Abstract

Peripheral nerve injury (PNI) is a common clinical complication of diabetes, however, lacks effective clinical treatment due to complex pathological microenvironment. Considering both biomimetic remodeling and pathological reversal, we proposed a boronic ester bonding integrated strategy to develop dextran-based hydrogel patch with dopamine methacrylate-conjugated exosomes (mExo) immobilization. Aldehyde/phenylboronic acid difunctional dextran was synthesized to establish hydrogel skeleton and provide self-adhesion and ROS/glucose modulation capacities for neuroprotection. Meanwhile, mExo as therapeutic factors were immobilized into hydrogels via boronic ester bonding and released in pathologic response to target mitochondrial dysfunction and achieve neurotherapy. Through in vitro assays, the composite hydrogel patch was shown to reduce oxidative stress by ROS scavenging, thereby protecting the mitochondrial morphological and functional homeostasis of healthy RSC96 cells. Indeed, the sustained released exosome conjugates regulated bioenergy metabolism and alleviated mitochondrial dysfunction in hyperglycemia damaged RSC96 cells by the up-regulated expression of E-cadherin and AMPK proteins.
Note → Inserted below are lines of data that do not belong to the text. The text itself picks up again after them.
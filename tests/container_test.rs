// test of img module through detection
use a2vol::bios::Order;
use a2vol::bios::device::Device;
use a2vol::fs::{self,FsKind};
use a2vol::img::{self,dc42,dot2mg,dsk,nib,DiskImageType};
use a2vol::DetectOptions;

fn init() {
    let _ = env_logger::builder().is_test(true).try_init();
}

fn prodos_payload() -> Vec<u8> {
    let mut disk = FsKind::Prodos.format(Device::blank(Order::ProdosOrder(280)),"CONTAINED").unwrap();
    disk.write("HELLO",b"hello from inside").unwrap();
    disk.device().to_bytes()
}

fn dos_payload(order: Order) -> Vec<u8> {
    let mut disk = FsKind::Dos33.format(Device::blank(order),"").unwrap();
    disk.write("HELLO",b"hello from inside").unwrap();
    disk.device().to_bytes()
}

fn opts(ext: Option<&str>) -> DetectOptions {
    DetectOptions {
        maybe_ext: ext.map(|x| x.to_string()),
        ..DetectOptions::default()
    }
}

#[test]
fn plain_dos_image() {
    init();
    let buf = dos_payload(Order::DosOrder(35));
    let found = a2vol::detect(&buf,&opts(Some("dsk"))).expect("detection failed");
    assert_eq!(found.image_type,DiskImageType::Plain);
    assert!(found.hints.dos_order);
    assert!(!found.hints.prodos_order);
    assert_eq!(found.volumes.len(),1);
    assert_eq!(found.primary().kind(),FsKind::Dos33);
    assert_eq!(found.primary().order(),Order::DosOrder(35));
    assert_eq!(found.to_bytes().unwrap(),buf);
}

#[test]
fn plain_prodos_image_any_extension() {
    init();
    let buf = prodos_payload();
    for ext in [Some("po"),Some("dsk"),None] {
        let found = a2vol::detect(&buf,&opts(ext)).expect("detection failed");
        assert_eq!(found.primary().kind(),FsKind::Prodos);
        assert_eq!(found.primary().order(),Order::ProdosOrder(280));
        assert!(found.hints.prodos_order);
    }
}

#[test]
fn universal_disk_image() {
    init();
    let payload = prodos_payload();
    let mut mg = dot2mg::Dot2mg::create(1,payload.len(),None);
    mg.set_comment("made for testing");
    let buf = mg.wrap(&payload).unwrap();
    let mut found = a2vol::detect(&buf,&opts(Some("2mg"))).expect("detection failed");
    assert_eq!(found.image_type,DiskImageType::Dot2mg);
    assert!(found.hints.universal_disk_image);
    assert!(found.hints.prodos_order);
    found.primary_mut().write("ADDED",&[1,2,3]).expect("write failed");
    let saved = found.to_bytes().unwrap();
    assert_eq!(saved.len(),buf.len());
    let again = a2vol::detect(&saved,&DetectOptions::default()).expect("detection failed");
    let added = again.primary().find("ADDED").unwrap();
    assert_eq!(again.primary().read(&added).unwrap(),vec![1,2,3]);
    match again.envelope() {
        img::Envelope::Dot2mg(mg) => assert_eq!(mg.comment(),"made for testing"),
        _ => panic!("wrong envelope")
    }
}

#[test]
fn universal_disk_image_dos_order() {
    init();
    let payload = dos_payload(Order::DosOrder(35));
    let buf = dot2mg::Dot2mg::create(0,payload.len(),Some(254)).wrap(&payload).unwrap();
    let found = a2vol::detect(&buf,&DetectOptions::default()).expect("detection failed");
    assert_eq!(found.primary().kind(),FsKind::Dos33);
    assert_eq!(found.hints.volume,Some(254));
    assert!(found.hints.dos_order);
}

#[test]
fn disk_copy_image() {
    init();
    let payload = prodos_payload();
    let buf = dc42::Dc42::create("CONTAINED",payload.len()).wrap(&payload).unwrap();
    assert_eq!(buf.len(),dc42::HEADER_LEN+dsk::SIZE_140K);
    let found = a2vol::detect(&buf,&DetectOptions::default()).expect("detection failed");
    assert_eq!(found.image_type,DiskImageType::DiskCopy);
    assert!(found.hints.disk_copy);
    assert_eq!(found.primary().volume_name().unwrap(),"CONTAINED");
    assert_eq!(found.to_bytes().unwrap(),buf);

    let mut corrupt = buf.clone();
    corrupt[dc42::HEADER_LEN+200*512] ^= 0xff;
    let err = a2vol::detect(&corrupt,&DetectOptions::default()).err().expect("checksum passed");
    assert!(matches!(err.downcast_ref::<img::Error>(),Some(img::Error::ContainerFormat)));
    let lenient = DetectOptions { verify_checksums: false, ..DetectOptions::default() };
    assert!(a2vol::detect(&corrupt,&lenient).is_ok());
}

#[test]
fn nibble_image() {
    init();
    let physical = dos_payload(Order::Nibble(35));
    let buf = nib::encode_disk(&physical,254,nib::TRACK_BYTE_CAPACITY_NIB);
    let mut found = a2vol::detect(&buf,&opts(Some("nib"))).expect("detection failed");
    assert_eq!(found.image_type,DiskImageType::Nib);
    assert!(found.hints.nibble_capture);
    assert!(found.hints.nibble_order);
    assert_eq!(found.hints.volume,Some(254));
    assert_eq!(found.unreadable_sectors(),0);
    let f = found.primary().find("HELLO").unwrap();
    assert_eq!(found.primary().read(&f).unwrap(),b"hello from inside".to_vec());
    found.primary_mut().write("SECOND",&[9;700]).expect("write failed");
    let saved = found.to_bytes().unwrap();
    assert_eq!(saved.len(),buf.len());
    let again = a2vol::detect(&saved,&DetectOptions::default()).expect("detection failed");
    let second = again.primary().find("SECOND").unwrap();
    assert_eq!(again.primary().read(&second).unwrap(),vec![9;700]);
}

#[test]
fn nibble_image_nb2() {
    init();
    let physical = dos_payload(Order::Nibble(35));
    let buf = nib::encode_disk(&physical,254,nib::TRACK_BYTE_CAPACITY_NB2);
    let found = a2vol::detect(&buf,&opts(Some("nb2"))).expect("detection failed");
    assert_eq!(found.image_type,DiskImageType::Nib);
    assert_eq!(found.primary().kind(),FsKind::Dos33);
}

#[test]
fn save_and_reload() {
    init();
    let dir = tempfile::tempdir().expect("no temp dir");
    let path = dir.path().join("disk.po");
    let path_str = path.to_str().unwrap();
    std::fs::write(&path,prodos_payload()).unwrap();
    let mut found = a2vol::create_fs_from_file(path_str).expect("detection failed");
    found.primary_mut().create_dir("SUB").unwrap();
    found.primary_mut().write("SUB/NOTE",b"saved").unwrap();
    a2vol::save_img(&found,path_str).expect("save failed");
    let again = a2vol::create_fs_from_file(path_str).expect("detection failed");
    let note = again.primary().find("SUB/NOTE").unwrap();
    assert_eq!(again.primary().read(&note).unwrap(),b"saved".to_vec());
    assert!(a2vol::create_fs_from_file(dir.path().join("missing.dsk").to_str().unwrap()).is_err());
}

#[test]
fn unrecognized_bytes() {
    init();
    for buf in [vec![0;1000],vec![0;dsk::SIZE_140K],vec![]] {
        let err = a2vol::detect(&buf,&DetectOptions::default()).err().expect("detected garbage");
        assert!(matches!(err.downcast_ref::<fs::Error>(),Some(fs::Error::NoFilesystemMatch)));
    }
}
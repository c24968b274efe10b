//! ## Support for NIB disk images
//!
//! NIB tracks contain the disk bytes as they come through the soft latch, with sync bits thrown out.
//! Each of the 35 tracks is searched for address and data fields, and every sector that decodes is
//! put into a flat buffer in physical order, i.e., `track*16 + sector` where the sector is the one
//! given in the address field.  The capture is retained so that updated sectors can be
//! encoded back into the same places.

use log::{debug,warn,error};
use crate::bios::Order;
use crate::img;
use crate::img::disk525;
use super::{ByteSource,Envelope,Hints,NormalizedImage};
use crate::DYNERR;

pub const TRACK_BYTE_CAPACITY_NIB: usize = 6656;
pub const TRACK_BYTE_CAPACITY_NB2: usize = 6384;
pub const TRACKS: usize = 35;
const SECTORS: usize = 16;
/// how far past an address field to look for the data prolog
const DATA_SEARCH_WINDOW: usize = 64;
const LEADING_GAP: usize = 48;
const GAP2: usize = 6;
const GAP3: usize = 27;

pub fn file_extensions() -> Vec<String> {
    vec!["nib".to_string(),"nb2".to_string()]
}

pub struct Nib {
    trk_cap: usize,
    data: Vec<u8>,
    /// position of the first data nibble of each physical sector, if it decoded
    sector_pos: Vec<Option<usize>>,
    volume: Option<u8>
}

/// Positions just after every occurrence of `patt` in one revolution
fn prolog_positions(track: &[u8],patt: &[u8]) -> Vec<usize> {
    let n = track.len();
    (0..n).filter(|i| (0..patt.len()).all(|j| track[(i+j)%n]==patt[j]))
        .map(|i| (i+patt.len())%n).collect()
}

impl Nib {
    /// Decode every sector that can be found.  Returns `None` if the length does not match
    /// a nibble capture, or if not a single sector could be decoded.
    pub fn decode(buf: &[u8]) -> Option<(Self,ByteSource)> {
        let trk_cap = match buf.len() {
            l if l==TRACKS*TRACK_BYTE_CAPACITY_NIB => TRACK_BYTE_CAPACITY_NIB,
            l if l==TRACKS*TRACK_BYTE_CAPACITY_NB2 => TRACK_BYTE_CAPACITY_NB2,
            l => {
                debug!("buffer size {} does not fit a nibble capture",l);
                return None;
            }
        };
        let mut physical = vec![0;TRACKS*SECTORS*256];
        let mut sector_pos: Vec<Option<usize>> = vec![None;TRACKS*SECTORS];
        let mut volume = None;
        for track in 0..TRACKS {
            let trk = &buf[track*trk_cap..(track+1)*trk_cap];
            for addr_pos in prolog_positions(trk,&disk525::ADDR_PROLOG) {
                let addr = match disk525::decode_address(trk,addr_pos) {
                    Ok(a) => a,
                    Err(e) => {
                        debug!("track {}: address field at {}: {}",track,addr_pos,e);
                        continue;
                    }
                };
                if addr.track as usize != track || addr.sector as usize >= SECTORS {
                    debug!("track {}: skipping address field for {},{}",track,addr.track,addr.sector);
                    continue;
                }
                let idx = track*SECTORS + addr.sector as usize;
                if sector_pos[idx].is_some() {
                    continue;
                }
                let window = disk525::cyclic_read(trk,addr_pos+8,DATA_SEARCH_WINDOW);
                let dat_pos = match disk525::find_pattern(&window,0,&disk525::DATA_PROLOG) {
                    Some(p) if p>=disk525::DATA_PROLOG.len() => (addr_pos + 8 + p) % trk_cap,
                    _ => {
                        debug!("track {} sector {}: data field not found",track,addr.sector);
                        continue;
                    }
                };
                let nibs = disk525::cyclic_read(trk,dat_pos,disk525::DATA_NIBS);
                match disk525::decode_sector(&nibs) {
                    Ok(dat) => {
                        physical[idx*256..(idx+1)*256].copy_from_slice(&dat);
                        sector_pos[idx] = Some(dat_pos);
                        if volume.is_none() {
                            volume = Some(addr.volume);
                        }
                    },
                    Err(e) => debug!("track {} sector {}: {}",track,addr.sector,e)
                }
            }
        }
        let good = sector_pos.iter().filter(|p| p.is_some()).count();
        if good==0 {
            debug!("no sectors could be decoded from nibbles");
            return None;
        }
        let mut src = ByteSource::new(physical);
        for (idx,pos) in sector_pos.iter().enumerate() {
            if pos.is_none() {
                src.mark_unreadable(idx*256);
            }
        }
        if good < TRACKS*SECTORS {
            warn!("{} of {} sectors could not be decoded",TRACKS*SECTORS-good,TRACKS*SECTORS);
        }
        Some((Self { trk_cap, data: buf.to_vec(), sector_pos, volume }, src))
    }
    pub fn unwrap(buf: &[u8]) -> Result<Option<NormalizedImage>,DYNERR> {
        if let Some((nib,source)) = Self::decode(buf) {
            let hints = Hints {
                nibble_capture: true,
                volume: nib.volume,
                ..Hints::default()
            };
            return Ok(Some(NormalizedImage {
                envelope: Envelope::Nib(nib),
                source,
                hints,
                orders: vec![Order::Nibble(TRACKS)]
            }));
        }
        Ok(None)
    }
    /// volume number found in the first good address field
    pub fn volume(&self) -> Option<u8> {
        self.volume
    }
    pub fn track_capacity(&self) -> usize {
        self.trk_cap
    }
    /// Encode each decodable sector of the physical ordered `payload` back into the capture.
    /// Sectors that never decoded are left as they were captured, `ByteSource` refuses writes to them.
    pub fn wrap(&self,payload: &[u8]) -> Result<Vec<u8>,DYNERR> {
        if payload.len() != TRACKS*SECTORS*256 {
            error!("nibble payload should be {} bytes, got {}",TRACKS*SECTORS*256,payload.len());
            return Err(Box::new(img::Error::Bounds));
        }
        let mut ans = self.data.clone();
        for (idx,maybe_pos) in self.sector_pos.iter().enumerate() {
            if let Some(pos) = maybe_pos {
                let track = idx / SECTORS;
                let nibs = disk525::encode_sector(&payload[idx*256..(idx+1)*256]);
                disk525::cyclic_write(&mut ans[track*self.trk_cap..(track+1)*self.trk_cap],*pos,&nibs);
            }
        }
        Ok(ans)
    }
}

/// Build a standard nibble image from physical ordered sector data.
/// `track_len` is normally `TRACK_BYTE_CAPACITY_NIB` or `TRACK_BYTE_CAPACITY_NB2`, tracks are padded with sync bytes.
pub fn encode_disk(physical: &[u8],vol: u8,track_len: usize) -> Vec<u8> {
    let mut ans = Vec::with_capacity(TRACKS*track_len);
    for track in 0..TRACKS {
        let mut trk = vec![0xff;LEADING_GAP];
        for sector in 0..SECTORS {
            let idx = track*SECTORS + sector;
            trk.append(&mut disk525::encode_address(vol,track as u8,sector as u8));
            trk.append(&mut vec![0xff;GAP2]);
            trk.append(&mut disk525::encode_data_field(&physical[idx*256..(idx+1)*256]));
            trk.append(&mut vec![0xff;GAP3]);
        }
        trk.resize(track_len,0xff);
        ans.append(&mut trk);
    }
    ans
}

#[cfg(test)]
mod test {
    use super::*;

    fn pattern_disk() -> Vec<u8> {
        (0..TRACKS*SECTORS*256).map(|i| ((i/256) ^ (i%256)) as u8).collect()
    }

    #[test]
    fn standard_tracks_fill_nb2() {
        let nibs = encode_disk(&pattern_disk(),254,TRACK_BYTE_CAPACITY_NB2);
        assert_eq!(nibs.len(),TRACKS*TRACK_BYTE_CAPACITY_NB2);
        assert_eq!(nibs[TRACK_BYTE_CAPACITY_NB2-1],0xff);
    }

    #[test]
    fn decode_encoded_disk() {
        let physical = pattern_disk();
        let nibs = encode_disk(&physical,100,TRACK_BYTE_CAPACITY_NIB);
        let (nib,src) = Nib::decode(&nibs).expect("nibbles did not decode");
        assert_eq!(nib.volume(),Some(100));
        assert_eq!(src.unreadable_count(),0);
        assert_eq!(src.as_bytes(),&physical[..]);
    }

    #[test]
    fn damaged_sector_is_unreadable() {
        let physical = pattern_disk();
        let mut nibs = encode_disk(&physical,254,TRACK_BYTE_CAPACITY_NIB);
        // spoil the data prolog of track 0 sector 0
        nibs[LEADING_GAP+14+GAP2] = 0xff;
        let (nib,src) = Nib::decode(&nibs).expect("nibbles did not decode");
        assert_eq!(src.unreadable_count(),1);
        assert!(src.read(0,256).is_err());
        let mut updated = physical.clone();
        updated[256*20] = 0x42;
        let rewrapped = nib.wrap(&updated).expect("wrap failed");
        let (_,src2) = Nib::decode(&rewrapped).expect("nibbles did not decode");
        assert_eq!(src2.read(256*20,1).unwrap(),vec![0x42]);
        assert!(src2.read(0,256).is_err());
    }

    #[test]
    fn damaged_sector_stays_damaged_after_save() {
        let physical = pattern_disk();
        let mut nibs = encode_disk(&physical,254,TRACK_BYTE_CAPACITY_NIB);
        nibs[LEADING_GAP+14+GAP2] = 0xff;
        let (nib,mut src) = Nib::decode(&nibs).expect("nibbles did not decode");
        assert!(src.write(0,&[0x42;256]).is_err());
        assert!(src.write(16,&[0x42;4]).is_err());
        src.write(256,&[0x43;256]).expect("write failed");
        let (_,src2) = Nib::decode(&nib.wrap(src.as_bytes()).unwrap()).expect("nibbles did not decode");
        assert_eq!(src2.unreadable_count(),1);
        assert!(src2.read(0,256).is_err());
        assert_eq!(src2.read(256,256).unwrap(),vec![0x43;256]);
    }

    #[test]
    fn wrong_size_or_noise_is_rejected() {
        assert!(Nib::decode(&vec![0xff;1000]).is_none());
        assert!(Nib::decode(&vec![0xff;TRACKS*TRACK_BYTE_CAPACITY_NIB]).is_none());
    }
}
In vivo experiments proved that through correcting diabetic pathology and targeted treatment of damaged mitochondria, the hydrogel patch inhibited neuronal apoptosis and finally promoted axon regeneration, remyelination and motor function recovery after PNI in diabetic rats. The synergistic “two-pronged” strategy of biomimetic remodeling and pathological reversal opens a promising opportunity for non-invasive treatment of diabetic PNI.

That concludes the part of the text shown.